Front Surg. 2017; 4: 57.

Holmium Laser Lithotripsy in the New Stone Age: Dust or Bust?


Ali H. Aldoukhi,1,* William W. Roberts,1,2 Timothy L. Hall,2 and Khurshid R. Ghani1

Abstract
Modern day holmium laser systems for ureteroscopy (URS) provide users with a range of settings, namely pulse energy (PE), pulse frequency (Fr), and pulse width (PW).
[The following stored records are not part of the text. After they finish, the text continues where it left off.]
//! The round loop: INIT (segments + children) → RUNNING (round-robin
//! grants, move collection, timeout enforcement) → GAME_OVER (ordered
//! teardown and the final ranking).

use crate::config::Config;
use crate::process::{AgentProcess, ObserverProcess, TurnInput};
use crate::summary::{StopCause, Summary};
use rules::Dir;
use shared::{Result, PASS_SENTINEL};
use state::StateSegment;
use std::sync::atomic::{AtomicBool, Ordering};
use std::sync::Arc;
use std::time::{Duration, Instant};
use sync::SyncSegment;
use tracing::{debug, info};

/// Upper bound on waiting for the observer to acknowledge a frame, so a
/// slow or dead observer cannot stall the round loop.
const FRAME_WAIT: Duration = Duration::from_millis(250);

/// One run, from segment creation to the final ranking.
///
/// Field order matters: the state segment must unmap and unlink before the
/// sync segment does.
pub struct Runner {
    cfg: Config,
    state: StateSegment,
    sync: SyncSegment,
    agents: Vec<AgentProcess>,
    observer: Option<ObserverProcess>,
    stop: Arc<AtomicBool>,
    /// Next slot to consider, for round-robin fairness across rounds.
    cursor: usize,
}

impl Runner {
    /// INIT: create both segments (sync first — the lock must exist before
    /// anyone can touch the state), spawn the children, record each
    /// agent's pid and name in its slot, compute the initial blocked
    /// flags, and publish the first frame.
    pub fn new(cfg: Config, stop: Arc<AtomicBool>) -> Result<Self> {
        let sync = SyncSegment::create(&cfg.sync_segment)?;
        let mut state = StateSegment::create(
            &cfg.state_segment,
            cfg.width,
            cfg.height,
            cfg.agents.len() as u32,
            cfg.seed,
        )?;

        let observer = match &cfg.view {
            Some(path) => Some(ObserverProcess::spawn(
                path,
                &cfg.state_segment,
                &cfg.sync_segment,
            )?),
            None => None,
        };

        let mut agents = Vec::with_capacity(cfg.agents.len());
        for path in &cfg.agents {
            agents.push(AgentProcess::spawn(
                path,
                cfg.width,
                cfg.height,
                &cfg.state_segment,
                &cfg.sync_segment,
            )?);
        }

        {
            let guard = sync.write()?;
            let mut g = state.edit(&guard);
            for (slot, agent) in agents.iter().enumerate() {
                let rec = &mut g.header.agents[slot];
                rec.pid = agent.pid();
                rec.set_name(&agent.name());
            }
            let n = g.header.agent_count as usize;
            for slot in 0..n {
                let blocked = !rules::can_move(&g.as_view(), slot);
                g.header.agents[slot].set_blocked(blocked);
            }
        }
        info!(
            width = cfg.width,
            height = cfg.height,
            agents = agents.len(),
            seed = cfg.seed,
            "run initialized"
        );

        let runner = Self {
            cfg,
            state,
            sync,
            agents,
            observer,
            stop,
            cursor: 0,
        };
        runner.frame_sync()?;
        Ok(runner)
    }

    /// RUNNING until a termination condition, then GAME_OVER teardown.
    pub fn run(mut self) -> Result<Summary> {
        let mut rounds = 0u32;
        let mut last_valid = Instant::now();

        let cause = 'game: loop {
            if self.stop.load(Ordering::SeqCst) {
                break StopCause::Cancelled;
            }
            if !self.agents.iter().any(|a| a.is_alive()) {
                break StopCause::AllDead;
            }
            let order = self.turn_order()?;
            if order.is_empty() {
                break StopCause::AllBlocked;
            }
            if rounds >= self.cfg.max_rounds {
                break StopCause::RoundCap;
            }

            for slot in order {
                // Cancellation and the global clock are observed between
                // turns; an in-flight turn finishes its window first.
                if self.stop.load(Ordering::SeqCst) {
                    break 'game StopCause::Cancelled;
                }
                if let Some(window) = self.cfg.global_timeout {
                    if last_valid.elapsed() >= window {
                        break 'game StopCause::GlobalTimeout;
                    }
                }
                // An earlier turn this round may have killed or walled in
                // this agent.
                if !self.agents[slot].is_alive() || self.is_blocked(slot)? {
                    continue;
                }
                self.take_turn(slot, rounds, &mut last_valid)?;
            }
            rounds += 1;
        };

        self.teardown(rounds, cause)
    }

    /// Grant one turn and settle its outcome.
    fn take_turn(&mut self, slot: usize, round: u32, last_valid: &mut Instant) -> Result<()> {
        self.sync.grant_turn(slot)?;
        self.cursor = (slot + 1) % self.agents.len();

        match self.agents[slot].read_move(self.cfg.turn_wait()) {
            TurnInput::Move(byte) => self.handle_move(slot, round, byte, last_valid)?,
            TurnInput::TimedOut => {
                // Only a configured per-agent timeout is charged; the plain
                // poll window expiring just forfeits the turn.
                if self.cfg.agent_timeout.is_some() {
                    let guard = self.sync.write()?;
                    let mut g = self.state.edit(&guard);
                    g.header.agents[slot].timeouts += 1;
                    debug!(round, slot, timeouts = g.header.agents[slot].timeouts, "turn timed out");
                }
            }
            TurnInput::Closed => {
                info!(round, slot, "agent exited");
            }
        }
        Ok(())
    }

    /// Settle one received protocol byte under the write lock.
    fn handle_move(
        &mut self,
        slot: usize,
        round: u32,
        byte: u8,
        last_valid: &mut Instant,
    ) -> Result<()> {
        {
            let guard = self.sync.write()?;
            let mut g = self.state.edit(&guard);

            if byte == PASS_SENTINEL {
                // Self-reported pass: blocked immediately, no recompute.
                g.header.agents[slot].set_blocked(true);
                debug!(round, slot, "pass, marked blocked");
            } else if let Some(dir) = Dir::from_byte(byte) {
                if rules::apply(&mut g, slot, dir) {
                    *last_valid = Instant::now();
                    // A capture can wall in a neighbor: recompute every
                    // slot's mobility, not just the mover's.
                    let n = g.header.agent_count as usize;
                    for i in 0..n {
                        let blocked = !rules::can_move(&g.as_view(), i);
                        g.header.agents[i].set_blocked(blocked);
                    }
                    let rec = &g.header.agents[slot];
                    debug!(
                        round,
                        slot,
                        dir = byte,
                        score = rec.score,
                        x = rec.x,
                        y = rec.y,
                        "valid move"
                    );
                } else {
                    g.header.agents[slot].invalid_moves += 1;
                    debug!(
                        round,
                        slot,
                        dir = byte,
                        invalid = g.header.agents[slot].invalid_moves,
                        "invalid move"
                    );
                }
            } else {
                // 8..=0xFE is outside the protocol: scored as invalid.
                g.header.agents[slot].invalid_moves += 1;
                debug!(round, slot, byte, "byte outside protocol");
            }
        }
        self.frame_sync()
    }

    /// GAME_OVER: flag the state, publish the final frame, wake every
    /// gate, terminate and reap the children, then build the ranking.
    /// The segments unlink when `self` drops, state before sync.
    fn teardown(mut self, rounds: u32, cause: StopCause) -> Result<Summary> {
        info!(rounds, %cause, "game over");
        {
            let guard = self.sync.write()?;
            let g = self.state.edit(&guard);
            g.header.game_over = 1;
        }
        // The observer is guaranteed to see game_over at least once.
        if self.observer.is_some() {
            self.sync.signal_update()?;
        }
        // Agents parked on their gates must wake to observe game_over.
        for slot in 0..self.agents.len() {
            self.sync.grant_turn(slot)?;
        }
        for agent in &self.agents {
            agent.terminate();
        }
        for agent in &mut self.agents {
            agent.reap();
        }
        if let Some(observer) = &mut self.observer {
            observer.reap();
        }

        let summary = {
            let guard = self.sync.read()?;
            let view = self.state.view(&guard);
            Summary::from_view(&view, rounds, cause)
        };
        Ok(summary)
    }

    /// Live, unblocked slots in round-robin order from the cursor.
    fn turn_order(&self) -> Result<Vec<usize>> {
        let guard = self.sync.read()?;
        let view = self.state.view(&guard);
        let n = self.agents.len();
        let mut order = Vec::new();
        for k in 0..n {
            let slot = (self.cursor + k) % n;
            if self.agents[slot].is_alive() && !view.header.agents[slot].is_blocked() {
                order.push(slot);
            }
        }
        Ok(order)
    }

    fn is_blocked(&self, slot: usize) -> Result<bool> {
        let guard = self.sync.read()?;
        let view = self.state.view(&guard);
        Ok(view.header.agents[slot].is_blocked())
    }

    /// Publish a frame to the observer and wait (bounded) for the previous
    /// one to be acknowledged. No observer, no handshake.
    fn frame_sync(&self) -> Result<()> {
        if self.observer.is_none() {
            return Ok(());
        }
        self.sync.signal_update()?;
        let _ = self.sync.wait_render_complete_timeout(FRAME_WAIT)?;
        Ok(())
    }
}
These variables allow the surgeon to choose different combinations that have specific effects on stone fragmentation during URS lithotripsy. Contact laser lithotripsy can be performed using fragmentation or dusting settings. Fragmentation employs settings of low Fr and high PE to break stones that are then extracted with retrieval devices. Dusting is the utilization of high Fr and low PE settings to break stones into submillimeter fragments for spontaneous passage without the need for basket retrieval. Use of the long PW mode during lithotripsy can reduce stone retropulsion and is increasingly available in new generation lasers. During non-contact laser lithotripsy, stone fragments are rapidly pulverized in a calyx in laser bursts that result in stones breaking into fine fragments. In this review, we discuss the effect of different holmium laser settings on stone fragmentation, and the clinical implications in a very much evolving field.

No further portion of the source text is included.